According to a Reuters news agency report, the new single regulator will fall under the authority of the Qatar Central Bank. And specialist news web site CPI Financial cites the central bank as stating: ‘The legislation is part of the country’s efforts to upgrade the financial and banking institutions and support the role of regulators in this essential sector of the economy.’
However, the mechanics of merger are not anticipated to be easy. Reuters quotes a Doha-based financial services sector source as saying: ‘The big question is: how are you going to merge all of those different rulebooks? This is a huge legal problem to be sorted out.’
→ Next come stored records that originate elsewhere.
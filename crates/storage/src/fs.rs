//! Filesystem block and metadata stores.
//!
//! Blocks land at `<root>/<cid[0..2]>/<cid[2..4]>/<cid>`; manifests and
//! assets under `<root>/_meta/`. All writes go through a temp file plus
//! rename, so a concurrent reader sees either the whole entry or nothing.

use async_trait::async_trait;
use caravel_api::{BlockStore, MetadataStore};
use caravel_types::{AssetRoot, FileManifest, Hex32, StorageError};
use std::fs;
use std::io::Write;
use std::path::{Path, PathBuf};

fn io_err(e: std::io::Error) -> StorageError {
    StorageError::Backend(e.to_string())
}

/// Atomically writes `bytes` at `path` via a sibling temp file.
fn write_atomic(path: &Path, bytes: &[u8]) -> Result<(), StorageError> {
    let parent = path
        .parent()
        .ok_or_else(|| StorageError::Backend("path has no parent".into()))?;
    fs::create_dir_all(parent).map_err(io_err)?;

    let tmp = path.with_extension("tmp");
    {
        let mut file = fs::File::create(&tmp).map_err(io_err)?;
        file.write_all(bytes).map_err(io_err)?;
        file.sync_all().map_err(io_err)?;
    }
    fs::rename(&tmp, path).map_err(io_err)
}

/// Content-addressed block storage on disk.
pub struct FsBlockStore {
    root: PathBuf,
}

impl FsBlockStore {
    pub fn new(root: impl Into<PathBuf>) -> Self {
        Self { root: root.into() }
    }

    fn block_path(&self, cid: &Hex32) -> PathBuf {
        let hex = cid.to_hex();
        self.root.join(&hex[0..2]).join(&hex[2..4]).join(hex)
    }
}

#[async_trait]
impl BlockStore for FsBlockStore {
    async fn put(&self, cid: &Hex32, bytes: &[u8]) -> Result<(), StorageError> {
        let path = self.block_path(cid);
        if path.exists() {
            return Err(StorageError::Conflict);
        }
        write_atomic(&path, bytes)
    }

    async fn get(&self, cid: &Hex32) -> Result<Option<Vec<u8>>, StorageError> {
        match fs::read(self.block_path(cid)) {
            Ok(bytes) => Ok(Some(bytes)),
            Err(e) if e.kind() == std::io::ErrorKind::NotFound => Ok(None),
            Err(e) => Err(io_err(e)),
        }
    }

    async fn contains(&self, cid: &Hex32) -> Result<bool, StorageError> {
        Ok(self.block_path(cid).exists())
    }
}

/// Manifest and asset JSON storage on disk.
pub struct FsMetadataStore {
    root: PathBuf,
}

impl FsMetadataStore {
    pub fn new(root: impl Into<PathBuf>) -> Self {
        Self { root: root.into() }
    }

    fn manifest_path(&self, root: &Hex32) -> PathBuf {
        self.root
            .join("_meta")
            .join("manifests")
            .join(format!("{}.json", root.to_hex()))
    }

    fn asset_path(&self, root: &Hex32) -> PathBuf {
        self.root
            .join("_meta")
            .join("assets")
            .join(format!("{}.json", root.to_hex()))
    }
}

fn read_json<T: serde::de::DeserializeOwned>(path: &Path) -> Result<Option<T>, StorageError> {
    match fs::read(path) {
        Ok(bytes) => serde_json::from_slice(&bytes)
            .map(Some)
            .map_err(|e| StorageError::Decode(e.to_string())),
        Err(e) if e.kind() == std::io::ErrorKind::NotFound => Ok(None),
        Err(e) => Err(io_err(e)),
    }
}

#[async_trait]
impl MetadataStore for FsMetadataStore {
    async fn put_manifest(
        &self,
        root: &Hex32,
        manifest: &FileManifest,
    ) -> Result<(), StorageError> {
        let bytes =
            serde_json::to_vec_pretty(manifest).map_err(|e| StorageError::Decode(e.to_string()))?;
        write_atomic(&self.manifest_path(root), &bytes)
    }

    async fn get_manifest(&self, root: &Hex32) -> Result<Option<FileManifest>, StorageError> {
        read_json(&self.manifest_path(root))
    }

    async fn put_asset(&self, root: &Hex32, asset: &AssetRoot) -> Result<(), StorageError> {
        let bytes =
            serde_json::to_vec_pretty(asset).map_err(|e| StorageError::Decode(e.to_string()))?;
        write_atomic(&self.asset_path(root), &bytes)
    }

    async fn get_asset(&self, root: &Hex32) -> Result<Option<AssetRoot>, StorageError> {
        read_json(&self.asset_path(root))
    }
}
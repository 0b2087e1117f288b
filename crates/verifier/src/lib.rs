//! Zero-state receipt verification.
//!
//! A pure function over a receipt and a trusted mint set: no I/O, no
//! storage, no clock. Checks run in a fixed order and each failure mode has
//! its own tag, so external adopters can verify receipts without running
//! any other part of the system.

use base64::{engine::general_purpose::STANDARD as BASE64, Engine as _};
use caravel_crypto::{base_target, meets_target, pow_hash, receipt_challenge, verify_raw};
use caravel_types::{Hex32, ReceiptError, ReceiptV2};

/// Verifies a receipt against a set of trusted mint public keys.
///
/// Check order, each with a distinct tag:
/// 1. proof-of-work recomputation and base-target comparison,
/// 2. mint token decode + signature against any trusted key,
/// 3. client signature over `challenge ‖ nonce_be64 ‖ pow_hash`.
///
/// Hex shape is enforced by the `Hex32` type; callers holding untyped
/// wire data run it through [`verify_receipt_json`] first.
pub fn verify_receipt(
    receipt: &ReceiptV2,
    trusted_mint_pubkeys: &[Hex32],
) -> Result<(), ReceiptError> {
    // 1. Proof-of-work.
    let challenge = receipt_challenge(
        receipt.asset_root.as_ref(),
        &receipt.file_root,
        &receipt.block_cid,
        &receipt.host_pubkey,
        &receipt.payment_hash,
        &receipt.response_hash,
        receipt.epoch,
        &receipt.client_pubkey,
    );
    let computed = pow_hash(&challenge, receipt.nonce);
    if computed != *receipt.pow_hash.as_bytes() {
        return Err(ReceiptError::PowHashMismatch);
    }
    if !meets_target(&computed, &base_target()) {
        return Err(ReceiptError::PowInvalid);
    }

    // 2. Mint token.
    let token = BASE64
        .decode(&receipt.receipt_token)
        .map_err(|_| ReceiptError::TokenDecodeFailed)?;
    if token.len() != 64 {
        return Err(ReceiptError::TokenInvalidLength(token.len()));
    }
    let payload = receipt.token_payload();
    let minted = trusted_mint_pubkeys
        .iter()
        .any(|mpk| verify_raw(mpk, &token, &payload));
    if !minted {
        return Err(ReceiptError::TokenInvalid);
    }

    // 3. Client signature binds the proof-of-work to the client key.
    let mut client_payload = Vec::with_capacity(32 + 8 + 32);
    client_payload.extend_from_slice(&challenge);
    client_payload.extend_from_slice(&receipt.nonce.to_be_bytes());
    client_payload.extend_from_slice(receipt.pow_hash.as_bytes());
    let client_sig = BASE64
        .decode(&receipt.client_sig)
        .map_err(|_| ReceiptError::ClientSigInvalid)?;
    if !verify_raw(&receipt.client_pubkey, &client_sig, &client_payload) {
        return Err(ReceiptError::ClientSigInvalid);
    }

    Ok(())
}

/// The signing payload a client commits to when it co-signs a receipt.
pub fn client_sig_payload(challenge: &[u8; 32], nonce: u64, pow: &Hex32) -> Vec<u8> {
    let mut out = Vec::with_capacity(32 + 8 + 32);
    out.extend_from_slice(challenge);
    out.extend_from_slice(&nonce.to_be_bytes());
    out.extend_from_slice(pow.as_bytes());
    out
}

/// Shape-checks untyped wire data field by field, then verifies, returning
/// the parsed receipt on success.
///
/// Each malformed field fails with its own `invalid_<field>` tag before any
/// cryptography runs, mirroring the boundary contract.
pub fn verify_receipt_json(
    raw: &serde_json::Value,
    trusted_mint_pubkeys: &[Hex32],
) -> Result<ReceiptV2, ReceiptError> {
    let obj = raw
        .as_object()
        .ok_or(ReceiptError::InvalidField("receipt"))?;

    let hex_field = |name: &'static str| -> Result<Hex32, ReceiptError> {
        obj.get(name)
            .and_then(|v| v.as_str())
            .and_then(|s| s.parse().ok())
            .ok_or(ReceiptError::InvalidField(name))
    };
    let uint_field = |name: &'static str| -> Result<u64, ReceiptError> {
        obj.get(name)
            .and_then(|v| v.as_u64())
            .ok_or(ReceiptError::InvalidField(name))
    };
    let string_field = |name: &'static str| -> Result<String, ReceiptError> {
        obj.get(name)
            .and_then(|v| v.as_str())
            .map(str::to_owned)
            .ok_or(ReceiptError::InvalidField(name))
    };

    let asset_root = match obj.get("asset_root") {
        None | Some(serde_json::Value::Null) => None,
        Some(v) => Some(
            v.as_str()
                .and_then(|s| s.parse().ok())
                .ok_or(ReceiptError::InvalidField("asset_root"))?,
        ),
    };

    let receipt = ReceiptV2 {
        asset_root,
        file_root: hex_field("file_root")?,
        block_cid: hex_field("block_cid")?,
        host_pubkey: hex_field("host_pubkey")?,
        payment_hash: hex_field("payment_hash")?,
        response_hash: hex_field("response_hash")?,
        price_sats: u32::try_from(uint_field("price_sats")?)
            .map_err(|_| ReceiptError::InvalidField("price_sats"))?,
        receipt_token: string_field("receipt_token")?,
        epoch: u32::try_from(uint_field("epoch")?)
            .map_err(|_| ReceiptError::InvalidField("epoch"))?,
        nonce: uint_field("nonce")?,
        pow_hash: hex_field("pow_hash")?,
        client_pubkey: hex_field("client_pubkey")?,
        client_sig: string_field("client_sig")?,
    };

    verify_receipt(&receipt, trusted_mint_pubkeys)?;
    Ok(receipt)
}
The move comes against a backdrop of ever growing rivalry between the regional financial and legal centres of Doha and Dubai. Only a few weeks ago, Dubai-based newspaper The National reported on increasing unease in the UAE financial sector that more robust competition from Qatar posed a threat to the Dubai International Financial Centre and that reformed market legislation was needed.

Ticket expired

According to the newspaper, experts point to recent increased red tape imposed by Dubai’s Securities and Commodities Authority on funds marketed outside of the DIFC. The new rules, say market commentators, could force international businesses to look to Qatar.
‘The DIFC no longer gives you a ticket into the UAE,’ Aryan Schoorl, a lawyer in the finance and projects department in the Dubai office of global law firm DLA Piper told the newspaper.